Fire risk assessment is commonly structured around five steps:

  1. Identify the fire hazards — sources of ignition (electrical, heating, hot works, smoking), sources of fuel (combustible materials, waste, stored goods), and sources of oxygen.
  2. Identify people at risk — occupants, staff, visitors, and especially those who may be more vulnerable or harder to evacuate.
  3. Evaluate, remove, reduce, and protect — assess the risk and decide on measures: reduce hazards, and provide fire precautions (detection, alarms, escape routes, compartmentation, signage, extinguishers).
  4. Record, plan, instruct, and train — document the findings, create an action plan, and ensure people are informed and trained.
  5. Review — keep the assessment under review and update it when things change.

What it examines

A fire risk assessment looks across the building's fire safety, including:

  • Means of escape — escape routes, exits, travel distances, signage, emergency lighting.
  • Detection and warning — fire alarm and detection systems.
  • Fire-fighting equipment — extinguishers and their suitability.
  • Passive fire protection — compartmentation, fire doors, fire stopping (often a key area).
  • Sources of ignition and fuel — and how they're managed.
  • Management of fire safety — procedures, maintenance, testing records, training.
  • Emergency plans — evacuation strategy and arrangements for vulnerable people.

Who carries it out

The assessment must be carried out by a competent person — someone with sufficient training, knowledge, and experience. For simple, low-risk premises the responsible person may do it themselves; for complex or higher-risk buildings, a competent fire risk assessor is usually needed. Recent regulatory changes have increased the emphasis on assessor competence.

It must be recorded and reviewed

The findings must be recorded (and, increasingly, a written record is required regardless of building size). Crucially, the FRA isn't static: it must be reviewed regularly and whenever there's a significant change — alterations to the building, change of use, a fire or near miss, or new occupants. An out-of-date FRA that no longer reflects the building is a common compliance failing.

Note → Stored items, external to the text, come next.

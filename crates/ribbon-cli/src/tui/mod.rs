//! Ribbon TUI
//!
//! Terminal user interface for browsing and editing bookmarks.
//!
//! ## Layout
//!
//! - Header: app name, bookmark count, theme
//! - Search bar
//! - Bookmark list (or the empty-state placeholder)
//! - Status bar: notices and key hints
//!
//! ## Keys
//!
//! - j/k or ↑/↓: Move selection up/down
//! - g/G: Jump to first/last
//! - Enter or o: Open bookmark in browser
//! - a or Ctrl+D: Add bookmark
//! - d: Delete bookmark (asks y/n)
//! - / or Ctrl+K: Focus search (Esc clears)
//! - t: Toggle light/dark theme
//! - ?: Help
//! - q or Ctrl+C: Quit

mod app;
mod ui;

use std::io::stdout;
use std::time::Duration;

use anyhow::Result;
use crossterm::{
    event::{self, Event, KeyCode, KeyEvent, KeyEventKind, KeyModifiers},
    terminal::{disable_raw_mode, enable_raw_mode, EnterAlternateScreen, LeaveAlternateScreen},
    ExecutableCommand,
};
use ratatui::prelude::*;
use ribbon_core::storage::BOOKMARKS_BACKUP_SLOT;
use ribbon_core::{BookmarkStore, Config, LoadOutcome, SlotStorage};
use tracing::{info, warn};

use app::{App, InputMode};

use crate::notice::Notice;

/// How often the loop wakes up to expire notices
const POLL_INTERVAL: Duration = Duration::from_millis(100);

/// Run the TUI application
pub fn run(config: &Config) -> Result<()> {
    let (store, outcome) = BookmarkStore::open(config.storage());
    let mut app = App::new(store);

    if let LoadOutcome::Recovered(e) = outcome {
        warn!("starting with an empty collection: {}", e);
        app.set_notice(Notice::error(format!(
            "Saved bookmarks could not be read; a copy was kept in '{}'",
            BOOKMARKS_BACKUP_SLOT
        )));
    }

    // Setup terminal
    enable_raw_mode()?;
    stdout().execute(EnterAlternateScreen)?;
    let mut terminal = Terminal::new(CrosstermBackend::new(stdout()))?;

    let result = run_app(&mut terminal, &mut app);

    // Restore terminal
    disable_raw_mode()?;
    stdout().execute(LeaveAlternateScreen)?;

    info!("TUI closed");
    result
}

fn run_app<B: Backend, S: SlotStorage>(terminal: &mut Terminal<B>, app: &mut App<S>) -> Result<()> {
    loop {
        app.check_notice_timeout();

        terminal.draw(|frame| ui::draw(frame, app))?;

        if !event::poll(POLL_INTERVAL)? {
            continue;
        }

        if let Event::Key(key) = event::read()? {
            // Only handle key press events (not release)
            if key.kind != KeyEventKind::Press {
                continue;
            }

            // If help is showing, any key dismisses it
            if app.show_help {
                app.show_help = false;
                continue;
            }

            match app.input_mode {
                InputMode::Normal => handle_normal_mode(app, key),
                InputMode::Search => handle_search_mode(app, key),
                InputMode::Add => handle_add_mode(app, key),
                InputMode::ConfirmDelete => handle_confirm_mode(app, key),
            }
        }

        if app.should_quit {
            break;
        }
    }

    Ok(())
}

/// Handle key events in normal mode
fn handle_normal_mode<S: SlotStorage>(app: &mut App<S>, key: KeyEvent) {
    let ctrl = key.modifiers.contains(KeyModifiers::CONTROL);

    match key.code {
        // Quit
        KeyCode::Char('q') => app.should_quit = true,
        KeyCode::Char('c') if ctrl => app.should_quit = true,

        // Search
        KeyCode::Char('k') if ctrl => app.enter_search_mode(),
        KeyCode::Char('/') => app.enter_search_mode(),
        KeyCode::Esc => app.clear_search(),

        // Navigation
        KeyCode::Char('k') | KeyCode::Up => app.move_up(),
        KeyCode::Char('j') | KeyCode::Down => app.move_down(),
        KeyCode::Char('g') | KeyCode::Home => app.move_to_first(),
        KeyCode::Char('G') | KeyCode::End => app.move_to_last(),

        // Commands
        KeyCode::Char('d') if ctrl => app.open_add_form(),
        KeyCode::Char('a') => app.open_add_form(),
        KeyCode::Char('d') => app.request_delete(),
        KeyCode::Char('t') => app.toggle_theme(),
        KeyCode::Enter | KeyCode::Char('o') => open_selected(app),
        KeyCode::Char('?') => app.toggle_help(),

        _ => {}
    }
}

/// Handle key events while typing a search query
fn handle_search_mode<S: SlotStorage>(app: &mut App<S>, key: KeyEvent) {
    match key.code {
        KeyCode::Char('c') if key.modifiers.contains(KeyModifiers::CONTROL) => {
            app.should_quit = true;
        }
        KeyCode::Esc => app.clear_search(),
        KeyCode::Enter => app.exit_input_mode(),
        KeyCode::Up => app.move_up(),
        KeyCode::Down => app.move_down(),
        KeyCode::Backspace => app.search_backspace(),
        KeyCode::Left => app.search.left(),
        KeyCode::Right => app.search.right(),
        KeyCode::Char(c) if !key.modifiers.contains(KeyModifiers::CONTROL) => {
            app.search_insert(c)
        }
        _ => {}
    }
}

/// Handle key events in the add modal
fn handle_add_mode<S: SlotStorage>(app: &mut App<S>, key: KeyEvent) {
    match key.code {
        KeyCode::Esc => app.close_add_form(),
        KeyCode::Tab | KeyCode::BackTab => app.form.next_field(),
        KeyCode::Enter => app.submit_form(),
        KeyCode::Backspace => app.form.active_mut().backspace(),
        KeyCode::Left => app.form.active_mut().left(),
        KeyCode::Right => app.form.active_mut().right(),
        KeyCode::Char(c) if !key.modifiers.contains(KeyModifiers::CONTROL) => {
            app.form.active_mut().insert(c)
        }
        _ => {}
    }
}

/// Handle the y/n delete confirmation
fn handle_confirm_mode<S: SlotStorage>(app: &mut App<S>, key: KeyEvent) {
    match key.code {
        KeyCode::Char('y') | KeyCode::Char('Y') => app.confirm_delete(),
        KeyCode::Char('n') | KeyCode::Char('N') | KeyCode::Esc => app.cancel_delete(),
        _ => {}
    }
}

fn open_selected<S: SlotStorage>(app: &mut App<S>) {
    let Some(url) = app.selected_item().map(|item| item.url.clone()) else {
        return;
    };

    match open::that(&url) {
        Ok(()) => app.set_notice(Notice::info(format!("Opened {}", url))),
        Err(e) => app.set_notice(Notice::error(format!("Failed to open {}: {}", url, e))),
    }
}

The action plan is the point

An FRA that identifies risks but isn't acted upon achieves nothing. The real output is the action plan — the prioritised list of measures needed — and the evidence that those actions have been completed. Tracking findings through to closure is what turns the assessment into actual fire safety.

Capturing it digitally

A fire risk assessment generates findings, an action plan, and supporting evidence that all need managing over time and across reviews. A digital tool helps capture the assessment with photos, track each action to completion, schedule reviews, and maintain the documented history — keeping the FRA live and demonstrable rather than a document that ages in a drawer.

Key takeaways

A fire risk assessment is a legally required, structured evaluation that identifies fire hazards, the people at risk, and the measures needed to keep them safe — following five steps from identifying hazards to reviewing the assessment. It examines escape, detection, fire-fighting, passive protection, and management, must be done by a competent person, recorded, and kept under review. Its value lies in the action plan and proving those actions are done.

Fire safety is a sensitive, life-safety topic. This article is general information, not a substitute for a fire risk assessment by a competent person under the regulations that apply to your building.